We demonstrate a terahertz polarizer built with stacks of aligned single-walled carbon nanotubes (SWCNTs) exhibiting ideal broadband terahertz properties: 99.9% degree of polarization and extinction ratios of 10^–3 (or 30 dB) from 0.4 to 2.2 THz. Compared to structurally tuned and fragile wire-grid systems, the performance in these polarizers is driven by the inherent anistropic absorption of SWCNTs that enables a physically robust structure. Supported by a scalable dry contact-transfer approach, these SWCNT-based polarizers are ideal for emerging terahertz applications.

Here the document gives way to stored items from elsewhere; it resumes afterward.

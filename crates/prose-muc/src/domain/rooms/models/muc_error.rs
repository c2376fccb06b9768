// prose-core-client/prose-muc
//
// Copyright: 2023, Marc Bauer <mb@nesium.com>
// License: Mozilla Public License v2.0 (MPL v2.0)

use strum_macros::{Display, EnumIter, EnumString};

use crate::domain::shared::models::RoomId;

/// An error reported by a MUC service as it arrives from the transport layer, i.e. the
/// defined-condition element name (`conflict`, `forbidden`, …) plus the optional human readable
/// text.
#[derive(Debug, Clone, PartialEq)]
pub struct MucErrorPayload {
    pub room_id: RoomId,
    pub condition: String,
    pub text: Option<String>,
}

/// The defined conditions a MUC service uses to reject room requests (XEP-0045, 7.2).
#[derive(Debug, Clone, Copy, PartialEq, Eq, Hash, Display, EnumIter, EnumString)]
#[strum(serialize_all = "kebab-case")]
pub enum MucErrorCondition {
    /// A password is required, or the supplied one was wrong.
    NotAuthorized,
    /// The user is banned from the room.
    Forbidden,
    /// The room does not exist and cannot be created.
    ItemNotFound,
    /// Room creation is restricted.
    NotAllowed,
    /// The reserved nickname must be used, or the message was rejected.
    NotAcceptable,
    /// The room is members-only and the user is not a member.
    RegistrationRequired,
    /// The nickname is already in use or registered by someone else.
    Conflict,
    /// The maximum number of occupants has been reached.
    ServiceUnavailable,
}

/// A typed MUC error. Every payload maps to exactly one variant. Conditions we don't know about
/// are kept as `Unknown` together with the raw payload.
#[derive(thiserror::Error, Debug, Clone, PartialEq)]
pub enum MucError {
    #[error("Not authorized to enter room {room_id}.")]
    NotAuthorized { room_id: RoomId, text: Option<String> },
    #[error("Forbidden to enter room {room_id}.")]
    Forbidden { room_id: RoomId, text: Option<String> },
    #[error("Room {room_id} could not be found.")]
    ItemNotFound { room_id: RoomId, text: Option<String> },
    #[error("Not allowed to create room {room_id}.")]
    NotAllowed { room_id: RoomId, text: Option<String> },
    #[error("Request to room {room_id} was not acceptable.")]
    NotAcceptable { room_id: RoomId, text: Option<String> },
    #[error("Registration is required to enter room {room_id}.")]
    RegistrationRequired { room_id: RoomId, text: Option<String> },
    #[error("Nickname conflict in room {room_id}.")]
    Conflict { room_id: RoomId, text: Option<String> },
    #[error("Room {room_id} is unavailable.")]
    ServiceUnavailable { room_id: RoomId, text: Option<String> },
    #[error("Unknown MUC error '{}' in room {}.", .payload.condition, .payload.room_id)]
    Unknown { payload: MucErrorPayload },
}

impl MucError {
    pub fn room_id(&self) -> &RoomId {
        match self {
            Self::NotAuthorized { room_id, .. }
            | Self::Forbidden { room_id, .. }
            | Self::ItemNotFound { room_id, .. }
            | Self::NotAllowed { room_id, .. }
            | Self::NotAcceptable { room_id, .. }
            | Self::RegistrationRequired { room_id, .. }
            | Self::Conflict { room_id, .. }
            | Self::ServiceUnavailable { room_id, .. } => room_id,
            Self::Unknown { payload } => &payload.room_id,
        }
    }

    /// Returns the condition this error was mapped from, if it was a known one.
    pub fn condition(&self) -> Option<MucErrorCondition> {
        let condition = match self {
            Self::NotAuthorized { .. } => MucErrorCondition::NotAuthorized,
            Self::Forbidden { .. } => MucErrorCondition::Forbidden,
            Self::ItemNotFound { .. } => MucErrorCondition::ItemNotFound,
            Self::NotAllowed { .. } => MucErrorCondition::NotAllowed,
            Self::NotAcceptable { .. } => MucErrorCondition::NotAcceptable,
            Self::RegistrationRequired { .. } => MucErrorCondition::RegistrationRequired,
            Self::Conflict { .. } => MucErrorCondition::Conflict,
            Self::ServiceUnavailable { .. } => MucErrorCondition::ServiceUnavailable,
            Self::Unknown { .. } => return None,
        };
        Some(condition)
    }
}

The broadband polarizer handles waves from 0.5 to 2.2 terahertz, far surpassing the range of commercial polarizers that consist of fragile grids wrapped in gold or tungsten wires.
Kono said technologies that make use of the optical and electrical regions of the electromagnetic spectrum are mature and common, as in lasers and telescopes on one end and computers and microwaves on the other. But until recent years, the terahertz region in between was largely unexplored. “Over the past decade or two, people have been making impressive progress,” he said, particularly in the development of such sources of radiation as the terahertz quantum cascade laser.
“We have pretty good terahertz emitters and detectors, but we need a way to manipulate light in this range,” Kono said. “Our work is in this category, manipulating the polarization state — the direction of the electric field — of terahertz radiation.”
Terahertz waves exist at the transition between infrared and microwaves and have unique qualities. They are not harmful and penetrate fabric, wood, plastic and even clouds, but not metal or water. In combination with spectroscopy, they can be used to read what Kono called “spectral fingerprints in the terahertz range”; he said they would, for instance, be useful in a security setting to identify the chemical signatures of specific explosives.